Some historians state that the monastery was founded in 1275 by Yaroslavich, but declined together with the Kostroma Principality after his death. In this case, the monastery could be not entirely built but only revived by Murza Chet.

=== 13th–15th centuries ===
In 1435, Vasily II concluded a peace with his cousin Vasily Kosoy there. At that time, the cloister was a notable centre of learning. It was here that Nikolay Karamzin discovered a set of three 14th-century chronicles, including the Primary Chronicle, now known as the Hypatian Codex.

=== 17th–18th centuries ===
During the Time of Troubles in Russia, the Ipatiev Monastery was occupied by the supporters of False Dmitriy II in the spring of 1609. In September of that same year, the monastery was captured by the Muscovite army after a long siege. On March 14, 1613, the Zemsky Sobor announced that Mikhail Romanov, who was in this monastery at the time, would be the Russian tsar.

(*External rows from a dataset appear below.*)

//! Forward scans over the token arena
//!
//! The formatter decides some layouts only once it knows what a group contains: whether a
//! parenthesized expansion has alternatives, or whether a regular expression declaration
//! spans several choices. These helpers look ahead from an opening token without touching
//! the formatter state.

use crate::jj::token::{TokenKind, TokenStream};

/// Index of the `)` or `]` closing the group opened at `open`
///
/// Parens and brackets are counted together; the grammar is assumed well formed.
pub fn matching_close(tokens: &TokenStream, open: usize) -> Option<usize> {
    let mut depth = 0usize;
    for (index, token) in tokens.iter().enumerate().skip(open) {
        match token.kind {
            TokenKind::LParen | TokenKind::LBracket => depth += 1,
            TokenKind::RParen | TokenKind::RBracket => {
                depth = depth.checked_sub(1)?;
                if depth == 0 {
                    return Some(index);
                }
            }
            TokenKind::Eof => return None,
            _ => {}
        }
    }
    None
}

/// Index of the `>` closing the angle group that `from` sits in
///
/// `from` is either the `<` itself or a token inside the group. The scan gives up at
/// braces, semicolons and the end of stream, where an angle group can never extend.
pub fn matching_angle(tokens: &TokenStream, from: usize) -> Option<usize> {
    let mut depth: usize = if tokens.kind(from) == TokenKind::Lt { 0 } else { 1 };
    for (index, token) in tokens.iter().enumerate().skip(from) {
        match token.kind {
            TokenKind::Lt => depth += 1,
            TokenKind::Gt => {
                depth = depth.checked_sub(1)?;
                if depth == 0 {
                    return Some(index);
                }
            }
            TokenKind::LBrace | TokenKind::RBrace | TokenKind::Semicolon | TokenKind::Eof => {
                return None
            }
            _ => {}
        }
    }
    None
}

/// Whether the angle group opened at `open` declares a regular expression
///
/// Declarations carry a label and a `:` at their own level (`< ID : ... >`, `< #DIGIT :
/// ... >`); references (`<ID>`, `<EOF>`) and lexical state lists (`<DEFAULT, IN_X>`)
/// do not.
pub fn angle_is_declaration(tokens: &TokenStream, open: usize, close: usize) -> bool {
    let mut angles = 0usize;
    let mut parens = 0usize;
    for index in open + 1..close {
        match tokens.kind(index) {
            TokenKind::Lt => angles += 1,
            TokenKind::Gt => angles = angles.saturating_sub(1),
            TokenKind::LParen | TokenKind::LBracket => parens += 1,
            TokenKind::RParen | TokenKind::RBracket => parens = parens.saturating_sub(1),
            TokenKind::Colon if angles == 0 && parens == 0 => return true,
            _ => {}
        }
    }
    false
}

/// Whether the tokens strictly between `from` and `to` hold a choice (`|`) or an opening
/// paren, the marks of a regular expression that needs more than one line
pub fn has_choice_or_group(tokens: &TokenStream, from: usize, to: usize) -> bool {
    (from + 1..to).any(|index| matches!(tokens.kind(index), TokenKind::BitOr | TokenKind::LParen))
}

/// Closing index of the expansion unit opened at `open` when the unit holds alternatives
/// or nested units; `None` for a unit that fits on one line
///
/// Parens that follow a call-like token are argument lists, not units, both for `open`
/// itself (checked by the caller) and for the nested groups looked at here. Java blocks
/// inside the unit are skipped.
pub fn multi_choice(tokens: &TokenStream, open: usize) -> Option<usize> {
    let close = matching_close(tokens, open)?;
    let mut braces = 0usize;
    for index in open + 1..close {
        match tokens.kind(index) {
            TokenKind::LBrace => braces += 1,
            TokenKind::RBrace => braces = braces.saturating_sub(1),
            _ if braces > 0 => {}
            TokenKind::BitOr | TokenKind::LBracket => return Some(close),
            TokenKind::LParen if !tokens.kind(index - 1).is_call_like() => return Some(close),
            _ => {}
        }
    }
    None
}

Most of the monastery buildings date from the 16th and 17th centuries. The Trinity Cathedral is famous for its . The church of the Nativity of the Mother of God was rebuilt by the celebrated Konstantin Thon at the request of Tsar Nicholas I to celebrate the 250th anniversary of the House of Romanov. The Soviet authorities demolished it in 1932, but it was rebuilt in 2013. The main entrance from the riverside was also designed by Konstantin Thon. A private house of Mikhail Romanov was restored on the orders of Tsar Alexander II, though the authenticity of the reconstruction was questioned by Konstantin Pobedonostsev .

=== 20th century ===
The Ipatiev Monastery was disbanded after the October Revolution in 1917. It had been a part of the historical and architectural preservation of the Russian museum society, but in 1991, the authorities officiated the property authority return to the Russian Orthodox Church, despite strong opposition from museum officials.

On December 30, 2004, the government of Russia signed an order to transfer the monastery to the Kostroma Diocese.

== Our Times ==

In September 2002, one of the most prominent museum exhibits, the large wooden church (1628) from Spas-Vezhi village, was destroyed by fire.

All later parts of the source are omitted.